The week after the killing, during a tense meeting of a multi-agency group called the High Intensity Drug Trafficking Area, Allen said he told federal authorities that his future cooperation depended on them keeping his department informed of their activities.

“How’d you like it if this happened in your neighborhood?” Allen said he told the gathering.

The bullets that killed Gonzalez were fired at such close range that three may have traveled through his body and lodged in a neighbor’s stucco wall and a parked car. A bloodstain still marked the street where the neighbors sat to watch the kids play. Now, aside from Allen, people living in the Rancho del Sol neighborhood are too scared to speak publicly about Gonzalez or his family.

Aldo Valderrabano lives around the corner from the Gonzalez’s second home, a more modest 1,800-square-foot, two-story house they used to live in a little more than a mile away. He said the Gonzalez family moved to the $365,000, 3,300-square-foot home listed in Solis’s name, a few months after she mysteriously lost three fingers last year.

Valderrabano’s wife visited Solis in the hospital, and he said Solis would only say the fingers were lost “in an accident.” She had no other apparent injuries. They haven’t been seen since the shooting, although El Paso police spokesman Javier Sambrano said investigators are in contact with the family. He said Solis and her children are staying at an undisclosed location, “a move they did on their own.”

Gonzalez is listed in business records as the only contact for El Nuevo Rey (“The New King” in Spanish) freight company, which shares an address with his home.
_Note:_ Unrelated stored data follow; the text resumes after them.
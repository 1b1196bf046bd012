use std::future::Future;

use log::{debug, error};
use thiserror::Error;

use crate::descriptor::{ApiResponse, CrystalDescriptor};

/// Path prefix of the per-user crystal endpoint.
pub const CRYSTALS_PATH: &str = "/api/v1/crystals";

/// Reasons a crystal could not be fetched. Only surfaced through logs;
/// callers see `None`.
#[derive(Debug, Error)]
pub enum FetchError {
    #[error("request failed")]
    Transport(#[from] reqwest::Error),
    #[error("server responded with HTTP {0}")]
    Status(u16),
    #[error("server rejected the request: {}", .0.as_deref().unwrap_or("no reason given"))]
    Rejected(Option<String>),
    #[error("response did not include crystal data")]
    MissingData,
    #[error("response body is not a valid crystal payload")]
    Malformed(#[from] serde_json::Error),
}

/// Anything that can produce a user's crystal descriptor.
pub trait CrystalSource {
    /// Resolves to `None` on any failure; implementations log the cause.
    fn fetch_crystal_data(&self, user_id: &str)
        -> impl Future<Output = Option<CrystalDescriptor>>;
}

/// HTTP client for the crystals API.
#[derive(Debug, Clone)]
pub struct CrystalClient {
    http: reqwest::Client,
    base_url: String,
}

impl CrystalClient {
    /// Creates a client rooted at `base_url` (scheme and host, e.g.
    /// `https://example.org`).
    pub fn new(base_url: impl Into<String>) -> Self {
        Self::with_http_client(reqwest::Client::new(), base_url)
    }

    pub fn with_http_client(http: reqwest::Client, base_url: impl Into<String>) -> Self {
        let base_url = base_url.into().trim_end_matches('/').to_string();
        Self { http, base_url }
    }

    pub fn base_url(&self) -> &str {
        &self.base_url
    }

    pub fn crystal_url(&self, user_id: &str) -> String {
        format!("{}{CRYSTALS_PATH}/{user_id}", self.base_url)
    }

    /// Fetches and decodes the crystal of `user_id`, reporting why it failed.
    pub async fn try_fetch(&self, user_id: &str) -> Result<CrystalDescriptor, FetchError> {
        let url = self.crystal_url(user_id);
        debug!("GET {url}");
        let response = self.http.get(&url).send().await?;
        let status = response.status();
        if !status.is_success() {
            return Err(FetchError::Status(status.as_u16()));
        }
        let body = response.text().await?;
        let payload: ApiResponse<CrystalDescriptor> = serde_json::from_str(&body)?;
        if !payload.success {
            return Err(FetchError::Rejected(payload.error));
        }
        payload.data.ok_or(FetchError::MissingData)
    }
}

impl CrystalSource for CrystalClient {
    async fn fetch_crystal_data(&self, user_id: &str) -> Option<CrystalDescriptor> {
        match self.try_fetch(user_id).await {
            Ok(descriptor) => Some(descriptor),
            Err(err) => {
                error!("failed to fetch crystal for user {user_id}: {err}");
                None
            }
        }
    }
}

#[cfg(test)]
mod tests {
    use super::*;

    #[test]
    fn crystal_url_joins_base_and_user() {
        let client = CrystalClient::new("http://localhost:8000/");
        assert_eq!(client.base_url(), "http://localhost:8000");
        assert_eq!(
            client.crystal_url("42"),
            "http://localhost:8000/api/v1/crystals/42"
        );
    }

    #[test]
    fn rejection_message_names_reason() {
        let err = FetchError::Rejected(Some("user not found".into()));
        assert_eq!(
            err.to_string(),
            "server rejected the request: user not found"
        );
        let err = FetchError::Rejected(None);
        assert!(err.to_string().ends_with("no reason given"));
    }
}
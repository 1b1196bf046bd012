pub(crate) const SHADER: &str = r#"
struct GlobalUniform {
    view_proj: mat4x4<f32>,
    camera_position: vec4<f32>,
    ambient: vec4<f32>,
    directional_direction: vec4<f32>,
    directional_color: vec4<f32>,
    point_position: vec4<f32>,
    point_color: vec4<f32>,
}

struct ObjectConstants {
    model: mat4x4<f32>,
    normal: mat3x4<f32>,
    base_color: vec4<f32>,
    emissive: vec4<f32>,
    surface: vec4<f32>,
}

@group(0) @binding(0)
var<uniform> globals: GlobalUniform;

@group(1) @binding(0)
var<uniform> object: ObjectConstants;

struct VertexInput {
    @location(0) position: vec3<f32>,
    @location(1) normal: vec3<f32>,
    @location(2) color: vec3<f32>,
}

struct VertexOutput {
    @builtin(position) position: vec4<f32>,
    @location(0) world_pos: vec3<f32>,
    @location(1) normal: vec3<f32>,
    @location(2) color: vec3<f32>,
}

@vertex
fn vs_main(input: VertexInput) -> VertexOutput {
    var out: VertexOutput;
    let world_position = object.model * vec4<f32>(input.position, 1.0);
    out.position = globals.view_proj * world_position;
    out.world_pos = world_position.xyz;

    let world_normal = mat3x3<f32>(
        object.normal[0].xyz,
        object.normal[1].xyz,
        object.normal[2].xyz
    ) * input.normal;

    out.normal = normalize(world_normal);
    out.color = input.color;
    return out;
}

fn phong(normal: vec3<f32>, light_dir: vec3<f32>, view_dir: vec3<f32>, color: vec4<f32>) -> vec3<f32> {
    let diffuse = max(dot(normal, light_dir), 0.0);
    let half_dir = normalize(light_dir + view_dir);
    let specular = pow(max(dot(normal, half_dir), 0.0), object.surface.y);
    return (diffuse + specular * 0.5) * color.rgb * color.w;
}

@fragment
fn fs_main(input: VertexOutput) -> @location(0) vec4<f32> {
    let normal = normalize(input.normal);
    let view_dir = normalize(globals.camera_position.xyz - input.world_pos);
    let point_dir = normalize(globals.point_position.xyz - input.world_pos);

    let albedo = mix(object.base_color.rgb, input.color, object.surface.x);
    var lighting = globals.ambient.rgb;
    lighting += phong(normal, globals.directional_direction.xyz, view_dir, globals.directional_color);
    lighting += phong(normal, point_dir, view_dir, globals.point_color);

    let emissive = object.emissive.rgb * object.emissive.w;
    return vec4<f32>(albedo * lighting + emissive, object.base_color.a);
}
"#;
use std::fs;
use std::path::Path;
use std::str::FromStr;

use serde::{Deserialize, Serialize};
use thiserror::Error;

/// Attribute marking an element for auto-discovery.
pub const VIEWER_ATTRIBUTE: &str = "data-crystal-viewer";
pub const USER_ID_ATTRIBUTE: &str = "data-user-id";
pub const AUTO_ROTATE_ATTRIBUTE: &str = "data-auto-rotate";
pub const ROTATION_SPEED_ATTRIBUTE: &str = "data-rotation-speed";
pub const CAMERA_DISTANCE_ATTRIBUTE: &str = "data-camera-distance";
pub const SHOW_STATS_ATTRIBUTE: &str = "data-show-stats";
pub const SIZE_ATTRIBUTE: &str = "data-size";

#[derive(Debug, Error)]
pub enum OptionsError {
    #[error("failed to read options file {path}")]
    Io {
        path: String,
        #[source]
        source: std::io::Error,
    },
    #[error("invalid viewer options")]
    Json(#[from] serde_json::Error),
    #[error("unknown crystal size '{0}', expected small, medium or large")]
    UnknownSize(String),
}

/// Nominal display size of a viewer.
#[derive(Debug, Clone, Copy, PartialEq, Eq, Default, Serialize, Deserialize)]
#[serde(rename_all = "lowercase")]
pub enum CrystalSize {
    Small,
    #[default]
    Medium,
    Large,
}

impl CrystalSize {
    /// Pixel size used when the container itself reports no area.
    pub fn dimensions(self) -> (u32, u32) {
        match self {
            Self::Small => (200, 200),
            Self::Medium => (400, 400),
            Self::Large => (600, 600),
        }
    }

    pub fn as_str(self) -> &'static str {
        match self {
            Self::Small => "small",
            Self::Medium => "medium",
            Self::Large => "large",
        }
    }
}

impl FromStr for CrystalSize {
    type Err = OptionsError;

    fn from_str(value: &str) -> Result<Self, Self::Err> {
        match value.trim().to_ascii_lowercase().as_str() {
            "small" => Ok(Self::Small),
            "medium" => Ok(Self::Medium),
            "large" => Ok(Self::Large),
            _ => Err(OptionsError::UnknownSize(value.to_string())),
        }
    }
}

/// Display options of a single viewer. Absent fields take their defaults.
#[derive(Debug, Clone, Copy, PartialEq, Serialize, Deserialize)]
#[serde(default)]
pub struct ViewerOptions {
    pub auto_rotate: bool,
    /// Radians added to the crystal's yaw every frame while auto-rotating.
    pub rotation_speed: f32,
    pub camera_distance: f32,
    pub show_stats: bool,
    pub size: CrystalSize,
}

impl Default for ViewerOptions {
    fn default() -> Self {
        Self {
            auto_rotate: true,
            rotation_speed: 0.005,
            camera_distance: 5.0,
            show_stats: false,
            size: CrystalSize::default(),
        }
    }
}

impl ViewerOptions {
    /// Reads options from the `data-*` attributes of a container element.
    ///
    /// Values that fail to parse keep their default.
    pub fn from_attributes<F>(attribute: F) -> Self
    where
        F: Fn(&str) -> Option<String>,
    {
        let defaults = Self::default();
        Self {
            auto_rotate: parse_flag(attribute(AUTO_ROTATE_ATTRIBUTE), defaults.auto_rotate),
            rotation_speed: parse_number(
                attribute(ROTATION_SPEED_ATTRIBUTE),
                defaults.rotation_speed,
            ),
            camera_distance: parse_number(
                attribute(CAMERA_DISTANCE_ATTRIBUTE),
                defaults.camera_distance,
            ),
            show_stats: parse_flag(attribute(SHOW_STATS_ATTRIBUTE), defaults.show_stats),
            size: attribute(SIZE_ATTRIBUTE)
                .and_then(|value| value.parse().ok())
                .unwrap_or(defaults.size),
        }
    }

    pub fn from_json_str(json: &str) -> Result<Self, OptionsError> {
        Ok(serde_json::from_str(json)?)
    }

    pub fn from_json_file(path: impl AsRef<Path>) -> Result<Self, OptionsError> {
        let path = path.as_ref();
        let contents = fs::read_to_string(path).map_err(|source| OptionsError::Io {
            path: path.display().to_string(),
            source,
        })?;
        Self::from_json_str(&contents)
    }
}

fn parse_flag(value: Option<String>, default: bool) -> bool {
    match value.as_deref().map(str::trim) {
        Some(value) if value.eq_ignore_ascii_case("true") || value == "1" => true,
        Some(value) if value.eq_ignore_ascii_case("false") || value == "0" => false,
        _ => default,
    }
}

fn parse_number(value: Option<String>, default: f32) -> f32 {
    value
        .and_then(|value| value.trim().parse::<f32>().ok())
        .filter(|number| number.is_finite())
        .unwrap_or(default)
}

/// Everything needed to mount one viewer found in a page.
#[derive(Debug, Clone, PartialEq)]
pub struct ViewerMount {
    pub container_id: String,
    pub user_id: String,
    pub options: ViewerOptions,
}

impl ViewerMount {
    /// Builds a mount from an element's attributes; `None` unless the element
    /// carries the viewer marker, a non-empty `id` and a user id.
    pub fn from_attributes<F>(attribute: F) -> Option<Self>
    where
        F: Fn(&str) -> Option<String>,
    {
        attribute(VIEWER_ATTRIBUTE)?;
        let container_id = attribute("id").filter(|id| !id.is_empty())?;
        let user_id = attribute(USER_ID_ATTRIBUTE).filter(|id| !id.is_empty())?;
        Some(Self {
            container_id,
            user_id,
            options: ViewerOptions::from_attributes(&attribute),
        })
    }
}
Federal Express packages for the company continued to arrive daily on Gonzalez’s front porch for weeks after the shooting. Business records show the company had annual sales of about $84,000.

He is also listed as the sole contact at that address for Gonzalez Auto Parts, Letters And Colors Day Care and Transportes Gonzalez. Neighbors said they have seen no evidence of any activity related to these kinds of businesses at the house.
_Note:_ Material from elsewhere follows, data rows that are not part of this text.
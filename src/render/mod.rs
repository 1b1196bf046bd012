mod common;
mod gpu;
mod shared;

pub use common::{CameraParams, LightParams};
pub use gpu::Renderer;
Valerrabano said Solis told him the family was from Villa Ahumada, Mexico, a small town south of Ciudad Juarez that has been virtually taken over by cartel fighters in recent months. She said Gonzalez manned a family-owned food stand in Juarez, a city of about 1.1 million that abuts El Paso and is now occupied by the Mexican army in the government’s battle against drug gangs.

But while in El Paso, Valerrabano said, Gonzalez and his family were very pleasant. The families’ children often played together.

“They were very quiet, we didn’t have any problems with them,” Valerrabano said.